'''

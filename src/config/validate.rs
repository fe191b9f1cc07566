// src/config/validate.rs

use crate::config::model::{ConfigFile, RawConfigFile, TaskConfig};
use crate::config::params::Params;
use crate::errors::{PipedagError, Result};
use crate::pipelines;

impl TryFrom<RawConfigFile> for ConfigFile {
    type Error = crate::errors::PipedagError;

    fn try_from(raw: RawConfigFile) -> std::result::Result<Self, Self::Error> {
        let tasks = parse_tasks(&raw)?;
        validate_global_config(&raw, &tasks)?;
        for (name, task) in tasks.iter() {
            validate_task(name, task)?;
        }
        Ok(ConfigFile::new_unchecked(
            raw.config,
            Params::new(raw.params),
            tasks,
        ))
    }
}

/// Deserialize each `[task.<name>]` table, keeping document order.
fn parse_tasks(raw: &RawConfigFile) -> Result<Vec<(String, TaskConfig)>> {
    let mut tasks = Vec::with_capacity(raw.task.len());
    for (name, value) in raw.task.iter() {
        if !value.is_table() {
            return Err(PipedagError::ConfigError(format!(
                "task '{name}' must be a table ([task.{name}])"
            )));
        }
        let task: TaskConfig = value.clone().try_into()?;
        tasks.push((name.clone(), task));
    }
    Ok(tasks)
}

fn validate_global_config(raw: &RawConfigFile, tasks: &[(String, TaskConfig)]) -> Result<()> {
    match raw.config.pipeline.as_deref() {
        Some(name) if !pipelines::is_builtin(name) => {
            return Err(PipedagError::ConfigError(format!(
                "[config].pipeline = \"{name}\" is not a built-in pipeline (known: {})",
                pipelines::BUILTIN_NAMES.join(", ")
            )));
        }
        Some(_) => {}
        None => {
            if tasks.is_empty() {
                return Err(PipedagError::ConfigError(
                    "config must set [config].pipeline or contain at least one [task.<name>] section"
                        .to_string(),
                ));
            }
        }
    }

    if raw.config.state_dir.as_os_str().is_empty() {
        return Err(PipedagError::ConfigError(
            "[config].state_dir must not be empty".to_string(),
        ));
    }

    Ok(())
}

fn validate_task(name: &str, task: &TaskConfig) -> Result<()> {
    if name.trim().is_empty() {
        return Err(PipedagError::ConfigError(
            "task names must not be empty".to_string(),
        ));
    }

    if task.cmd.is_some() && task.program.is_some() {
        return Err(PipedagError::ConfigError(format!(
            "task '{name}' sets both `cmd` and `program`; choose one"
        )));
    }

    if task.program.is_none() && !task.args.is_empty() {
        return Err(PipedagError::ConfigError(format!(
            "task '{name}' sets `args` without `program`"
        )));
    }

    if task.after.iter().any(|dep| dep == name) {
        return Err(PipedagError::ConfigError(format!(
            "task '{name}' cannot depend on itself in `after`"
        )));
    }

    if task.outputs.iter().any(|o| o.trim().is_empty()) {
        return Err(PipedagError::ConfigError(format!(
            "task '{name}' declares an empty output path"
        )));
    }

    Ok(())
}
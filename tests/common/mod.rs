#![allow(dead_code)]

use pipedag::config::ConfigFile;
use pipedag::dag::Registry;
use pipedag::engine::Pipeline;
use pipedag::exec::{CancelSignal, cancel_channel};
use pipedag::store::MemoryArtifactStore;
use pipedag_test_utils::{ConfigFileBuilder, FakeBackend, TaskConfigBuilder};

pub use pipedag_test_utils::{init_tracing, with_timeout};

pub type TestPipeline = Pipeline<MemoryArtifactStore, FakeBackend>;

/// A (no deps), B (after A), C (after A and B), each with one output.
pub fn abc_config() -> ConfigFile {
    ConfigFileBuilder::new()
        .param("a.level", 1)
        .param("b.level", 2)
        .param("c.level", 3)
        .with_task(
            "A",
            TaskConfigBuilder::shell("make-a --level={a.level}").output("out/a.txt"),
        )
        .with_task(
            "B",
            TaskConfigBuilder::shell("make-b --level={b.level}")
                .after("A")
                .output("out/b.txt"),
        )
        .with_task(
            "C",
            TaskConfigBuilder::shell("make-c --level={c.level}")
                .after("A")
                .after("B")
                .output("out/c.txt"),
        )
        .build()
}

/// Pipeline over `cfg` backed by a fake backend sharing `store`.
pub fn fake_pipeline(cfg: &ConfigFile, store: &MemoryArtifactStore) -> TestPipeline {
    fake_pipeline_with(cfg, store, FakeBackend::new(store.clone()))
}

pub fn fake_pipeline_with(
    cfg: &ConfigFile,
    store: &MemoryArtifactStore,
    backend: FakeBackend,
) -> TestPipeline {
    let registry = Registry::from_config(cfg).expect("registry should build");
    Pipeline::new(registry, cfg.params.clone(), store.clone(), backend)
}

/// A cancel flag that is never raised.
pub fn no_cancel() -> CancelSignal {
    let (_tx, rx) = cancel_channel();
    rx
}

'''
'''

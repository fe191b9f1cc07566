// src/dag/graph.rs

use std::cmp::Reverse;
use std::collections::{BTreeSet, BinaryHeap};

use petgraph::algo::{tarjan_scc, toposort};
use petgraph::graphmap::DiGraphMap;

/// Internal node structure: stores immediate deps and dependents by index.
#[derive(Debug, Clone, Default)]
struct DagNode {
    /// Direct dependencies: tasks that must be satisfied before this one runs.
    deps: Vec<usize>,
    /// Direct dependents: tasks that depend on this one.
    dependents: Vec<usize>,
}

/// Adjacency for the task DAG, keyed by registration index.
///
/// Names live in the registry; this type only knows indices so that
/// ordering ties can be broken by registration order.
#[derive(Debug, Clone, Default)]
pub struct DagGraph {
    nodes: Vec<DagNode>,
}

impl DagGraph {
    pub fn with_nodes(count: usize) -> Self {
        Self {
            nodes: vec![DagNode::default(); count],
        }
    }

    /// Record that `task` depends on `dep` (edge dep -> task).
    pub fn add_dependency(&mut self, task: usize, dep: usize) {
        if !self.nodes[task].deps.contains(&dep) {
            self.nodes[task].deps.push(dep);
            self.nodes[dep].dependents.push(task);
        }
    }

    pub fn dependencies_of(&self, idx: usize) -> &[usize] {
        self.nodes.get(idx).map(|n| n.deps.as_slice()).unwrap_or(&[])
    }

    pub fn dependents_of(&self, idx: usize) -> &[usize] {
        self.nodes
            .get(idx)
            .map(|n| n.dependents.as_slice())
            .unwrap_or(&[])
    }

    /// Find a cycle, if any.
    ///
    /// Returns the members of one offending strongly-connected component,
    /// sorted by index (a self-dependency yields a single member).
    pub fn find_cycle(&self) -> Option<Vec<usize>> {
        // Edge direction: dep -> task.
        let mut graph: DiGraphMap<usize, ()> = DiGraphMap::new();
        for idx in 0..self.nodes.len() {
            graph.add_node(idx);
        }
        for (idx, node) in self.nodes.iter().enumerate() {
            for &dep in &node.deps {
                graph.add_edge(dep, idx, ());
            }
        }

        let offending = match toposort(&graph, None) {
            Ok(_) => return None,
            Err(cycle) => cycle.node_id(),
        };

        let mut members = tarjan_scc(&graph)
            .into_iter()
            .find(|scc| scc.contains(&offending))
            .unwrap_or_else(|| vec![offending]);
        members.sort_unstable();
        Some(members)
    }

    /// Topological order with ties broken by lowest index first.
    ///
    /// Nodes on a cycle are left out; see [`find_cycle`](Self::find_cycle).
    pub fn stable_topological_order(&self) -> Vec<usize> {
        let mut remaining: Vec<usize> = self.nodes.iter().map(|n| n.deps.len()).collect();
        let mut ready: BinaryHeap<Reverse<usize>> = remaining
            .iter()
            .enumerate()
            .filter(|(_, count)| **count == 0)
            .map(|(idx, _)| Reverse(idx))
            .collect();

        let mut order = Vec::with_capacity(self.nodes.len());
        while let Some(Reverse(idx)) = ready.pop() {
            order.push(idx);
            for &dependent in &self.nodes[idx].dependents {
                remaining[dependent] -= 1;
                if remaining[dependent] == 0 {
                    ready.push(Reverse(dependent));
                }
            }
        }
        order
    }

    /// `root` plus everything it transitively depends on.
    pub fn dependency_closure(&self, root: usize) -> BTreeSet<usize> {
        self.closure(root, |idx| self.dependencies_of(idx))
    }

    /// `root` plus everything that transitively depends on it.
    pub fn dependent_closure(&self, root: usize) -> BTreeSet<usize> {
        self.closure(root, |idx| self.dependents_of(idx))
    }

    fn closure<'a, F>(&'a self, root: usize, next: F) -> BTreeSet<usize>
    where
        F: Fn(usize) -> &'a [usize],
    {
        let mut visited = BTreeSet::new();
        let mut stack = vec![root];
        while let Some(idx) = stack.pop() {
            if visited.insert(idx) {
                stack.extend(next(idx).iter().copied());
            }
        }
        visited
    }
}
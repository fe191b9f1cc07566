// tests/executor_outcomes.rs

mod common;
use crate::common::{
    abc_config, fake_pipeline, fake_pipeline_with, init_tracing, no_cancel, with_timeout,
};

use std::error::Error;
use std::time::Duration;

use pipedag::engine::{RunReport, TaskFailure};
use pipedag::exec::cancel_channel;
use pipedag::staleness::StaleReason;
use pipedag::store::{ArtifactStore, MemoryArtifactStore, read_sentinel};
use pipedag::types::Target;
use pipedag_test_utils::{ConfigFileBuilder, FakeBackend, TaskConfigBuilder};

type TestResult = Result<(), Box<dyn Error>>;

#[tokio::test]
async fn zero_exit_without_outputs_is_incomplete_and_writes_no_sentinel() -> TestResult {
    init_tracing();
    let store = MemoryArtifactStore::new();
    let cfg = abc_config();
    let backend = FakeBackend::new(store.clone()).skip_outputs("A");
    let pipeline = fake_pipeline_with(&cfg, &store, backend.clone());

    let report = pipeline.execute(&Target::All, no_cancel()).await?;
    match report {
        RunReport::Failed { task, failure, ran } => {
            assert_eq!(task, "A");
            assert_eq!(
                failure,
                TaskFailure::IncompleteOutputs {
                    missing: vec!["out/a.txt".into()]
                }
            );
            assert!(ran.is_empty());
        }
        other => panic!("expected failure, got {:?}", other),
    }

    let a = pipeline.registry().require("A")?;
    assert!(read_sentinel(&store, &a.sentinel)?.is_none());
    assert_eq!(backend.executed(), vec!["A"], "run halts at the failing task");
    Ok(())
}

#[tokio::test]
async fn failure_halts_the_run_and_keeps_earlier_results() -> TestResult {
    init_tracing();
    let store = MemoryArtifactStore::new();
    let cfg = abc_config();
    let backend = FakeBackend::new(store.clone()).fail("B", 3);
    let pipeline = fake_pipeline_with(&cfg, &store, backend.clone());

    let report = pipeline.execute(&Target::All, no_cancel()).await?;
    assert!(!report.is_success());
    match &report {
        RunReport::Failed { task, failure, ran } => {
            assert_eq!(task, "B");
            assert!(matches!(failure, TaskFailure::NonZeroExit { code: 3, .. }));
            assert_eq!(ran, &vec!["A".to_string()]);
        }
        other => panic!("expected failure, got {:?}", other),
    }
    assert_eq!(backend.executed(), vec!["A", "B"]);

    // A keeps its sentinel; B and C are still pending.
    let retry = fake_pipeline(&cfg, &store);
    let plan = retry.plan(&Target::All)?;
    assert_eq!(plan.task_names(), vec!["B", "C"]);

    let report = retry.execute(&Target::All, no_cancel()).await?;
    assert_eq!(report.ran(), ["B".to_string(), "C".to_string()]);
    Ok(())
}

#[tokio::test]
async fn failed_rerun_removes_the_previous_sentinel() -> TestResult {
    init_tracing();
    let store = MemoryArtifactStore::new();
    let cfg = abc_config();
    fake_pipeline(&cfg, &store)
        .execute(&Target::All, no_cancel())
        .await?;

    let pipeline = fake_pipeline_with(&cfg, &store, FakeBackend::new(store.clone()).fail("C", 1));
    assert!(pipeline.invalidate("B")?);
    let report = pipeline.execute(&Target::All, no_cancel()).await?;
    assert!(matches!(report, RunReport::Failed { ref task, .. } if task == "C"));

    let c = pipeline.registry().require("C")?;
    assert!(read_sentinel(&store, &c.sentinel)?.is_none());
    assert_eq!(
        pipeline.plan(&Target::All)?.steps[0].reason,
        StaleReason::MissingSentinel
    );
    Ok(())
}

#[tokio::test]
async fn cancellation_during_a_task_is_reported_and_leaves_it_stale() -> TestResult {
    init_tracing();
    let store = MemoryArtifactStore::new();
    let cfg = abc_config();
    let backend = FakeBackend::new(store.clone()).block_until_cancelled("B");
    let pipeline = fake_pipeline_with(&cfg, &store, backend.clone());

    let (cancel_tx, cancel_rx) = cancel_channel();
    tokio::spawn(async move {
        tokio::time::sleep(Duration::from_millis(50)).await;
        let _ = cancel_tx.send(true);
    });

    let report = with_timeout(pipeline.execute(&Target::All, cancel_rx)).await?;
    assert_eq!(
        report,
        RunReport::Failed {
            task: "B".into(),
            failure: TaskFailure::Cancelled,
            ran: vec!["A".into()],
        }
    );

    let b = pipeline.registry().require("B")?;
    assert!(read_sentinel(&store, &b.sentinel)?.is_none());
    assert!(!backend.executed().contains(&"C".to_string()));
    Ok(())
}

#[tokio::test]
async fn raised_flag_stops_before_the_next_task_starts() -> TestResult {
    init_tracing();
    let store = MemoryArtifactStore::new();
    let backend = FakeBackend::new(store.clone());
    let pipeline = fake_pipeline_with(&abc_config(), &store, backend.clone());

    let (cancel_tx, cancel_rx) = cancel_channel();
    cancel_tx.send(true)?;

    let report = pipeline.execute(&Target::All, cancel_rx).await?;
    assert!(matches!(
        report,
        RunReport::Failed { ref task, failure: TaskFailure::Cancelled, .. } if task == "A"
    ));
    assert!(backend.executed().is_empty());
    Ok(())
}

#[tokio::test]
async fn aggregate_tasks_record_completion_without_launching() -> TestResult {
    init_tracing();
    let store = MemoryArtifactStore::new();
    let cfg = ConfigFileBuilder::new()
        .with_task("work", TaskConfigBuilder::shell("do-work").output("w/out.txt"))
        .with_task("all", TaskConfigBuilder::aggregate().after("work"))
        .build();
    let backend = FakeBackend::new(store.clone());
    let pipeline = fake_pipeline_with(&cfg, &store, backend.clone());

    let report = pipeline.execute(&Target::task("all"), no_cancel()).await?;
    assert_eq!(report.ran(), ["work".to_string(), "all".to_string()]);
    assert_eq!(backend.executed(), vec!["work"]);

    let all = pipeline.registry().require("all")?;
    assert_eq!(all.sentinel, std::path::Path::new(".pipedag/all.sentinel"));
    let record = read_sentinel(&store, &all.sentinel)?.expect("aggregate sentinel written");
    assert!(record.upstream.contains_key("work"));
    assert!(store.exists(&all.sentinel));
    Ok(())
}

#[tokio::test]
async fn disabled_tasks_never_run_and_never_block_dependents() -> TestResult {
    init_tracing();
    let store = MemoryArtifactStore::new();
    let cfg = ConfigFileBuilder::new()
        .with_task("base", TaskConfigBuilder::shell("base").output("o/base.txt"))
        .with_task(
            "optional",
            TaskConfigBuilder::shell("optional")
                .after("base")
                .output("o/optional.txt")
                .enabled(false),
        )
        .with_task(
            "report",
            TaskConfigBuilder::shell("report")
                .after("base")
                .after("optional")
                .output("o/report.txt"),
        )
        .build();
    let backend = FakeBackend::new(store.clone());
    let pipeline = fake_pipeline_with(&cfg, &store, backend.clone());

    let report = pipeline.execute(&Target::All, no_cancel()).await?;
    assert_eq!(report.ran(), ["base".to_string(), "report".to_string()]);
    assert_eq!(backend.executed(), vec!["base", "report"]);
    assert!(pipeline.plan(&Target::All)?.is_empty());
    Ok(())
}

'''
'''

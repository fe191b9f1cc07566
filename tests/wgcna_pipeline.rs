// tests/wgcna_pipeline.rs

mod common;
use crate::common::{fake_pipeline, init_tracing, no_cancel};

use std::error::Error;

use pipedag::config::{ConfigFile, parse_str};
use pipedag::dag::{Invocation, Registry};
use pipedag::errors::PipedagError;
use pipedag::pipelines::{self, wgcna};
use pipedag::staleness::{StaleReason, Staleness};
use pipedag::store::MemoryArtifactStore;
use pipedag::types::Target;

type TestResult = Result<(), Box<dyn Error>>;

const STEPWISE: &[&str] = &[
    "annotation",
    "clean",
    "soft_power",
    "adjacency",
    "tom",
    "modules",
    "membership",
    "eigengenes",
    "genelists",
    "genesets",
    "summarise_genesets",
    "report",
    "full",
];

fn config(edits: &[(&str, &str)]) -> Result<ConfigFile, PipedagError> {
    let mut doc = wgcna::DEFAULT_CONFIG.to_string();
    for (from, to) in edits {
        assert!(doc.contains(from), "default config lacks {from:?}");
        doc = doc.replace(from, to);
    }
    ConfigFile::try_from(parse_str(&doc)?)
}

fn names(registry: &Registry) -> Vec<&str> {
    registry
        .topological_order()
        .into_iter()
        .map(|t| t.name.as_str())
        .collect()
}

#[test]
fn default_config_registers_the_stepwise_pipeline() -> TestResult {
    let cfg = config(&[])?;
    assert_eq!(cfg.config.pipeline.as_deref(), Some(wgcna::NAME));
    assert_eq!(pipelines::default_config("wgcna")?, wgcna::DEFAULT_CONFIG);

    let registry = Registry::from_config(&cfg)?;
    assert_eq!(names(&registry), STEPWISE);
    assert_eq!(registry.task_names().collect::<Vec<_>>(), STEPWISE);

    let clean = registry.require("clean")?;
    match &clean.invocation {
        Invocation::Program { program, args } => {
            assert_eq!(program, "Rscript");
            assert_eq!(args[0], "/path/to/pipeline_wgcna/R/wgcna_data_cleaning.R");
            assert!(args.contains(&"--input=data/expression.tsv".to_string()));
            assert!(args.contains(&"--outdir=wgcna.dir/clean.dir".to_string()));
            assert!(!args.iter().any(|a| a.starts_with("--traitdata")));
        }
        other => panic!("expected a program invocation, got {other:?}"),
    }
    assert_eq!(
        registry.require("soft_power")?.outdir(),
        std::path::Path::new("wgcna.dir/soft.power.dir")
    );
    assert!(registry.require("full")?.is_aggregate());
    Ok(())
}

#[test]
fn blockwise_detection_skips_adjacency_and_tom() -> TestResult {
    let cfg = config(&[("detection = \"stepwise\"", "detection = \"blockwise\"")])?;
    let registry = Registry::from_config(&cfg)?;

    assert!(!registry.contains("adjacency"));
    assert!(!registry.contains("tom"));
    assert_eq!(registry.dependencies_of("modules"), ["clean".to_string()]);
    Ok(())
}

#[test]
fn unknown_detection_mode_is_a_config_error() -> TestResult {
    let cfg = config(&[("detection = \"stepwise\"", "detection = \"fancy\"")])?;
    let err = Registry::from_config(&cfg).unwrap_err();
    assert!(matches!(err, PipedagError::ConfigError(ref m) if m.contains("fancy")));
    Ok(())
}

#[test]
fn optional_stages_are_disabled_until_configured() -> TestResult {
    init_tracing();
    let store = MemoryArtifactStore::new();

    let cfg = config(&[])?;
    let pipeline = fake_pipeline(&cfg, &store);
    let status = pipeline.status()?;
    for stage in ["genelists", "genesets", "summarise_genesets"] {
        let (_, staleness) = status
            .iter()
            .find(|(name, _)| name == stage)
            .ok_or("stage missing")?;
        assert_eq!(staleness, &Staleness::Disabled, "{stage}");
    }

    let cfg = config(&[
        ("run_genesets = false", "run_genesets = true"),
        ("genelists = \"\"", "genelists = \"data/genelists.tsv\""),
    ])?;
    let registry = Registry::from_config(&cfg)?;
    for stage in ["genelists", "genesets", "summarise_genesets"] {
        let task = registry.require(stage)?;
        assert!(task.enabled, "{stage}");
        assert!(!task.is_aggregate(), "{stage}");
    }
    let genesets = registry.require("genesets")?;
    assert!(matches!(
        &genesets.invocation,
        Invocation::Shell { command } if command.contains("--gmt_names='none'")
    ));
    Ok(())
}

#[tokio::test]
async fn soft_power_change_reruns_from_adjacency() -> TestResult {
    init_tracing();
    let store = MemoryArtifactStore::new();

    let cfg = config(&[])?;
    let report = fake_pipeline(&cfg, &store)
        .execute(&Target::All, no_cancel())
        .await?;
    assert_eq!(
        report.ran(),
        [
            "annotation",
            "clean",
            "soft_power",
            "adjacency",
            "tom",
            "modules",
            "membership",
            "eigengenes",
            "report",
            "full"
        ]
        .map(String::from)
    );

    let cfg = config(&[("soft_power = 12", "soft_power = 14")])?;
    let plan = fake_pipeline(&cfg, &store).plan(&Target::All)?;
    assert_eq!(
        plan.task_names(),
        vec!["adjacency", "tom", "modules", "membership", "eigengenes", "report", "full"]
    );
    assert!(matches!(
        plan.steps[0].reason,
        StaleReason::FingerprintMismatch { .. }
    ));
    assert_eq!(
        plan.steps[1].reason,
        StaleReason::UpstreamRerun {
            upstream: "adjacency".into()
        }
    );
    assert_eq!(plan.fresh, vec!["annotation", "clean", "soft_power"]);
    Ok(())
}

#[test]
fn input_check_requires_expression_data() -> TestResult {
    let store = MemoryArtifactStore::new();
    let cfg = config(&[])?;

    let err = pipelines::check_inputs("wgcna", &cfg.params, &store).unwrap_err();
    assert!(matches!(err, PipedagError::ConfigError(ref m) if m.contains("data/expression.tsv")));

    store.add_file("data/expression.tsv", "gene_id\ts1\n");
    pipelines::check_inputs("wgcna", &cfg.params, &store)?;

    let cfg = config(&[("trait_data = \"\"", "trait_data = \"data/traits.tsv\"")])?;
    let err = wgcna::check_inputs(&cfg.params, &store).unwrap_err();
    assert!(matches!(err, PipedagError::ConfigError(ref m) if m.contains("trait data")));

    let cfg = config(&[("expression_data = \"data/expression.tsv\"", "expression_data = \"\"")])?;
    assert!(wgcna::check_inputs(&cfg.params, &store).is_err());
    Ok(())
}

'''

Task
Lines of the listing above that include the string "visited" should each be copied.

Task answer
        let mut visited = BTreeSet::new();
            if visited.insert(idx) {
        visited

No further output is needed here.